In the first and latter sections of the game, there are areas that contain circling birds of prey which can fly down and pick off a cub if it is out in the open for too long. One section of the game takes place at night, giving the player limited vision of their surroundings. In this section, cubs will occasionally be scared by noises and will run away from the player, requiring them to chase the cubs until they are within a safe radius of the mother. In a later section, the player must travel through a wildfire, keeping the cubs safe from the spreading blaze. Another requires the player to escort the cubs up an overflowing river. The goal of the game becomes to have as many cubs as possible survive the journey to shelter.

==Development==
Might and Delight began development on Shelter in January 2013 following the release of Pid. The game was announced and listed on Steam Greenlight in April, accepted in July, and released on 28 August of the same year. In December 2013 Might and Delight released a free add-on for Shelter in which the player must feed their cubs once a day for a month to keep them from dying. iOS and Android versions were released in February 2023.

==Reception==

Shelter received mostly positive reviews, scoring 68.79% and 69% on review aggregators GameRankings and Metacritic respectively. Reviewers praised the game for its emotion provoking nature, with the death of a cub "causing a genuine feeling of loss" for Ben Textor of Hardcore Gamer and the game's ending leaving Simon Parkin of Eurogamer "reeling with grief and bewilderment." In GameSpots review Kevin VanOrd said that when a cub dies "there's a gnawing sense of failure, not as a game player, but as a parent with a duty to shield your young."

The game's art and audio were generally well received, with Edge describing the game as having "a beautiful, pastel-coloured patchwork" and John Walker commenting that the game was "ludicrously pretty" in Rock, Paper, Shotguns positive review. GameFront's review was less favourable of the graphics, with Jerry Bonner describing them as having "a distinctly polygonal look, as if this game was developed for the original Playstation." Of the audio, Mike Rose of Gamezebo said it was "just immense, and matches the surroundings perfectly."

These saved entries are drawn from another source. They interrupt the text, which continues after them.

//! Step outcomes and the run report

use chrono::{DateTime, Utc};
use serde::{Deserialize, Serialize};
use std::time::Duration;

use crate::error::{CallError, ErrorKind, PayloadError};
use crate::sequencer::{Dependency, StepId};
use crate::session::{Implementation, SessionClient};

/// Steps that must pass for a run to be trusted, besides the handshake
///
/// Everything else may degrade without flipping the verdict.
pub const VERDICT_STEPS: &[StepId] = &[StepId::ListResources];

/// Why a step did not pass
#[derive(Debug, Clone, PartialEq)]
pub enum StepFailure {
    /// Network, HTTP or body decoding fault
    Transport(String),
    /// The service rejected the request
    Application {
        /// JSON-RPC error code, absent for tool-level errors
        code: Option<i64>,
        /// Error message
        message: String,
    },
    /// The response had the wrong shape or failed a consistency check
    Assertion(String),
}

impl StepFailure {
    /// Create an assertion failure
    pub fn assertion<S: Into<String>>(message: S) -> Self {
        Self::Assertion(message.into())
    }
}

impl From<CallError> for StepFailure {
    fn from(err: CallError) -> Self {
        match err.kind() {
            ErrorKind::Transport => StepFailure::Transport(err.to_string()),
            ErrorKind::Application => {
                let code = err.rpc_error().map(|e| e.code);
                let message = err
                    .rpc_error()
                    .map(|e| e.message.clone())
                    .unwrap_or_else(|| err.to_string());
                StepFailure::Application { code, message }
            }
            ErrorKind::Assertion => StepFailure::Assertion(err.to_string()),
        }
    }
}

impl From<PayloadError> for StepFailure {
    fn from(err: PayloadError) -> Self {
        StepFailure::Assertion(err.to_string())
    }
}

/// Outcome of one step
#[derive(Debug, Clone, PartialEq, Serialize, Deserialize)]
#[serde(tag = "kind", rename_all = "snake_case")]
pub enum StepOutcome {
    /// Step passed
    Passed {
        /// What was observed
        detail: String,
    },
    /// Request never produced a usable envelope
    TransportError {
        /// Error message
        message: String,
    },
    /// Request reached the service and was rejected
    ApplicationError {
        /// JSON-RPC error code, absent for tool-level errors
        code: Option<i64>,
        /// Error message
        message: String,
    },
    /// Response decoded but violated an expectation
    AssertionFailure {
        /// What was violated
        message: String,
    },
    /// Step did not run because an upstream step did not produce its input
    DependencySkipped {
        /// Missing input
        missing: Dependency,
    },
}

impl StepOutcome {
    /// Tally bucket for this outcome
    pub fn status(&self) -> StepStatus {
        match self {
            StepOutcome::Passed { .. } => StepStatus::Passed,
            StepOutcome::DependencySkipped { .. } => StepStatus::Skipped,
            _ => StepStatus::Failed,
        }
    }

    /// Whether the step passed
    pub fn is_passed(&self) -> bool {
        self.status() == StepStatus::Passed
    }

    /// One-line human-readable description
    pub fn summary(&self) -> String {
        match self {
            StepOutcome::Passed { detail } => detail.clone(),
            StepOutcome::TransportError { message } => format!("transport error: {}", message),
            StepOutcome::ApplicationError {
                code: Some(code),
                message,
            } => format!("application error [{}]: {}", code, message),
            StepOutcome::ApplicationError { code: None, message } => {
                format!("application error: {}", message)
            }
            StepOutcome::AssertionFailure { message } => format!("assertion failed: {}", message),
            StepOutcome::DependencySkipped { missing } => {
                format!("skipped, missing dependency: {}", missing)
            }
        }
    }
}

impl From<Result<String, StepFailure>> for StepOutcome {
    fn from(result: Result<String, StepFailure>) -> Self {
        match result {
            Ok(detail) => StepOutcome::Passed { detail },
            Err(StepFailure::Transport(message)) => StepOutcome::TransportError { message },
            Err(StepFailure::Application { code, message }) => {
                StepOutcome::ApplicationError { code, message }
            }
            Err(StepFailure::Assertion(message)) => StepOutcome::AssertionFailure { message },
        }
    }
}

/// Tally bucket
#[derive(Debug, Clone, Copy, PartialEq, Eq, Serialize, Deserialize)]
#[serde(rename_all = "snake_case")]
pub enum StepStatus {
    /// Step passed
    Passed,
    /// Transport, application or assertion failure
    Failed,
    /// Dependency missing
    Skipped,
}

/// Result of one step or probe
#[derive(Debug, Clone, Serialize, Deserialize)]
pub struct StepReport {
    /// Step name
    pub name: String,
    /// Step description
    pub description: String,
    /// Outcome
    pub outcome: StepOutcome,
    /// Wall time spent in the step
    pub duration_ms: u64,
}

impl StepReport {
    /// Create a report entry
    pub fn new<N: Into<String>, D: Into<String>>(
        name: N,
        description: D,
        outcome: StepOutcome,
        duration: Duration,
    ) -> Self {
        Self {
            name: name.into(),
            description: description.into(),
            outcome,
            duration_ms: duration.as_millis() as u64,
        }
    }
}

/// Pass/fail/skip counts
#[derive(Debug, Clone, Copy, Default, PartialEq, Eq, Serialize, Deserialize)]
pub struct Tally {
    /// Passed steps
    pub passed: u32,
    /// Failed steps
    pub failed: u32,
    /// Skipped steps
    pub skipped: u32,
}

impl Tally {
    /// Count outcomes across report entries
    pub fn of<'a>(reports: impl IntoIterator<Item = &'a StepReport>) -> Self {
        reports
            .into_iter()
            .fold(Tally::default(), |mut tally, report| {
                match report.outcome.status() {
                    StepStatus::Passed => tally.passed += 1,
                    StepStatus::Failed => tally.failed += 1,
                    StepStatus::Skipped => tally.skipped += 1,
                }
                tally
            })
    }

    /// Total entries counted
    pub fn total(&self) -> u32 {
        self.passed + self.failed + self.skipped
    }
}

/// Receives step results as the pipeline produces them
pub trait ReportSink {
    /// Called before a step runs or is skipped
    fn step_started(&mut self, _name: &str) {}

    /// Called with each finished step
    fn step_finished(&mut self, report: &StepReport);
}

impl ReportSink for () {
    fn step_finished(&mut self, _report: &StepReport) {}
}

/// Full result of a conformance run
#[derive(Debug, Clone, Serialize, Deserialize)]
pub struct ConformanceReport {
    /// Endpoint under test
    pub endpoint: String,
    /// When the run started
    pub started_at: DateTime<Utc>,
    /// Total wall time
    pub duration_ms: u64,
    /// Whether the handshake succeeded during the run
    pub initialized: bool,
    /// Protocol version the server negotiated
    pub protocol_version: Option<String>,
    /// Server identity from the handshake
    pub server_info: Option<Implementation>,
    /// Capability names the server declared
    pub capabilities: Vec<String>,
    /// Protocol steps in pipeline order
    pub steps: Vec<StepReport>,
    /// Command-line probes; informational only
    #[serde(default)]
    pub cli_probes: Vec<StepReport>,
}

impl ConformanceReport {
    /// Start an empty report for an endpoint
    pub fn new<S: Into<String>>(endpoint: S) -> Self {
        Self {
            endpoint: endpoint.into(),
            started_at: Utc::now(),
            duration_ms: 0,
            initialized: false,
            protocol_version: None,
            server_info: None,
            capabilities: Vec::new(),
            steps: Vec::new(),
            cli_probes: Vec::new(),
        }
    }

    /// Record handshake state from the session after the pipeline ran
    pub fn record_session(&mut self, session: &SessionClient) {
        self.initialized = session.is_initialized();
        self.protocol_version = session.protocol_version().map(str::to_string);
        self.server_info = session.server_info().cloned();
        self.capabilities = session.capabilities().names().map(str::to_string).collect();
    }

    /// Outcome of a named step
    pub fn outcome(&self, step: StepId) -> Option<&StepOutcome> {
        self.steps
            .iter()
            .find(|r| r.name == step.name())
            .map(|r| &r.outcome)
    }

    /// Counts across protocol steps
    pub fn tally(&self) -> Tally {
        Tally::of(&self.steps)
    }

    /// Counts across command-line probes
    pub fn probe_tally(&self) -> Tally {
        Tally::of(&self.cli_probes)
    }

    /// Whether the run can be trusted: handshake plus every verdict step passed
    pub fn is_trustworthy(&self) -> bool {
        self.initialized
            && VERDICT_STEPS
                .iter()
                .all(|step| self.outcome(*step).is_some_and(StepOutcome::is_passed))
    }
}
//! Error types for the conformance harness

use serde::{Deserialize, Serialize};
use thiserror::Error;

use crate::envelope::RpcError;

/// Failure to turn raw response bytes into an inbound envelope
#[derive(Error, Debug)]
pub enum DecodeError {
    /// Body was not valid JSON
    #[error("Response body is not valid JSON: {source}")]
    Json {
        #[from]
        source: serde_json::Error,
    },

    /// Body was JSON but not an object
    #[error("Response body is not a JSON object")]
    NotAnObject,

    /// Neither `result` nor `error` was present
    #[error("Response envelope carries neither 'result' nor 'error'")]
    MissingOutcome,

    /// Both `result` and `error` were present
    #[error("Response envelope carries both 'result' and 'error'")]
    AmbiguousOutcome,
}

/// Transport-level fault: the request never produced a usable envelope
#[derive(Error, Debug)]
pub enum TransportError {
    /// Connection refused, DNS failure, timeout, ...
    #[error("HTTP request to '{endpoint}' failed: {source}")]
    Http {
        endpoint: String,
        #[source]
        source: reqwest::Error,
    },

    /// Server answered with a non-success HTTP status
    #[error("HTTP status {status} from '{endpoint}': {body}")]
    Status {
        endpoint: String,
        status: u16,
        body: String,
    },

    /// Body could not be decoded into an envelope
    #[error("Malformed response body: {0}")]
    Decode(#[from] DecodeError),
}

impl TransportError {
    /// Whether the underlying fault was a request timeout
    pub fn is_timeout(&self) -> bool {
        matches!(self, TransportError::Http { source, .. } if source.is_timeout())
    }

    /// Whether the server could not be reached at all
    pub fn is_connect(&self) -> bool {
        matches!(self, TransportError::Http { source, .. } if source.is_connect())
    }
}

/// Handshake failure
#[derive(Error, Debug)]
pub enum InitError {
    /// Handshake never produced an envelope
    #[error("Handshake transport failure: {0}")]
    Transport(#[from] TransportError),

    /// Server answered the handshake with an `error` envelope
    #[error("Handshake rejected: {0}")]
    Rejected(RpcError),

    /// Server answered with a `result` lacking `protocolVersion`
    #[error("Handshake result has no 'protocolVersion'")]
    MissingProtocolVersion,
}

/// Failure of a single request issued through the session
#[derive(Error, Debug)]
pub enum CallError {
    /// The lazy handshake that gates every call failed
    #[error(transparent)]
    Init(#[from] InitError),

    /// Network, HTTP or body decoding fault
    #[error(transparent)]
    Transport(#[from] TransportError),

    /// The request reached the service and was rejected
    #[error("Application error: {0}")]
    Application(RpcError),
}

impl CallError {
    /// Classify this error into the coarse kind reported per step
    pub fn kind(&self) -> ErrorKind {
        match self {
            CallError::Transport(_) | CallError::Init(InitError::Transport(_)) => {
                ErrorKind::Transport
            }
            CallError::Application(_) | CallError::Init(InitError::Rejected(_)) => {
                ErrorKind::Application
            }
            CallError::Init(InitError::MissingProtocolVersion) => ErrorKind::Assertion,
        }
    }

    /// The RPC error object, when the service rejected the request
    pub fn rpc_error(&self) -> Option<&RpcError> {
        match self {
            CallError::Application(err) | CallError::Init(InitError::Rejected(err)) => Some(err),
            _ => None,
        }
    }
}

/// Coarse classification of a failed call
#[derive(Debug, Clone, Copy, PartialEq, Eq, Serialize, Deserialize)]
#[serde(rename_all = "snake_case")]
pub enum ErrorKind {
    /// Never reached the service
    Transport,
    /// Reached the service, request rejected
    Application,
    /// Reached the service, response had the wrong shape
    Assertion,
}

/// Failure of the second decode pass over a successful result
#[derive(Error, Debug, Clone, PartialEq)]
pub enum PayloadError {
    /// A required field is absent or has the wrong JSON type
    #[error("Missing or mistyped field '{field}'")]
    MissingField { field: String },

    /// The nested text is not valid JSON
    #[error("Nested payload in '{field}' is not valid JSON: {reason}")]
    NestedJson { field: String, reason: String },

    /// The result does not have the expected structure
    #[error("Unexpected result shape: {details}")]
    Shape { details: String },

    /// A declared count disagrees with the sequence it describes
    #[error("'{count_field}' is {declared} but '{items_field}' holds {actual} entries")]
    CountMismatch {
        count_field: String,
        items_field: String,
        declared: u64,
        actual: usize,
    },
}

impl PayloadError {
    /// Create a missing field error
    pub fn missing<S: Into<String>>(field: S) -> Self {
        Self::MissingField {
            field: field.into(),
        }
    }

    /// Create a shape error
    pub fn shape<S: Into<String>>(details: S) -> Self {
        Self::Shape {
            details: details.into(),
        }
    }
}

/// Invalid harness configuration
#[derive(Error, Debug)]
pub enum ConfigError {
    /// Config file could not be read
    #[error("Failed to read config file '{path}': {source}")]
    Read {
        path: String,
        #[source]
        source: std::io::Error,
    },

    /// Config file is not valid TOML for this schema
    #[error("Failed to parse config file: {0}")]
    Parse(#[from] toml::de::Error),

    /// A value failed validation
    #[error("Invalid configuration: {message}")]
    Invalid { message: String },
}

impl ConfigError {
    /// Create a validation error
    pub fn invalid<S: Into<String>>(message: S) -> Self {
        Self::Invalid {
            message: message.into(),
        }
    }
}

The lack of direction in the game was given mixed reception; Joystiqs JG Carter described the night time level as "ill-explained", and Edge said that the rules were "occasionally clunky [and] unclear." The length of the game was also criticised for being too short, with Mike Rose stating that he found the game "rather short" and Ben Textor saying the game was "somewhat pricey considering its runtime."

Aggregate scores
| Aggregator | Score |
|---|---|
| GameRankings | 68.79% |
| Metacritic | 69/100 |

Review scores
| Publication | Score |
|---|---|
| Edge | 7/10 |
| Eurogamer | 8/10 |
| GameSpot | 7/10 |
| Joystiq | 2/5 |
| Gamezebo | 4/5 |
| Hardcore Gamer | 4/5 |
| GameFront | 70/100 |

== Sequel ==

On 9 March 2015, a sequel titled Shelter 2 was released via the software client Steam. This game has the player controlling a pregnant female lynx. Players guide the lynx as she finds a den for her coming litter of kittens and raises them, teaching them to survive in the wilderness. Unlike its predecessor, Shelter 2 allows the player to name the kittens. Those that survive a playthrough can also be controlled by the player, carrying on as the next generation of the family tree.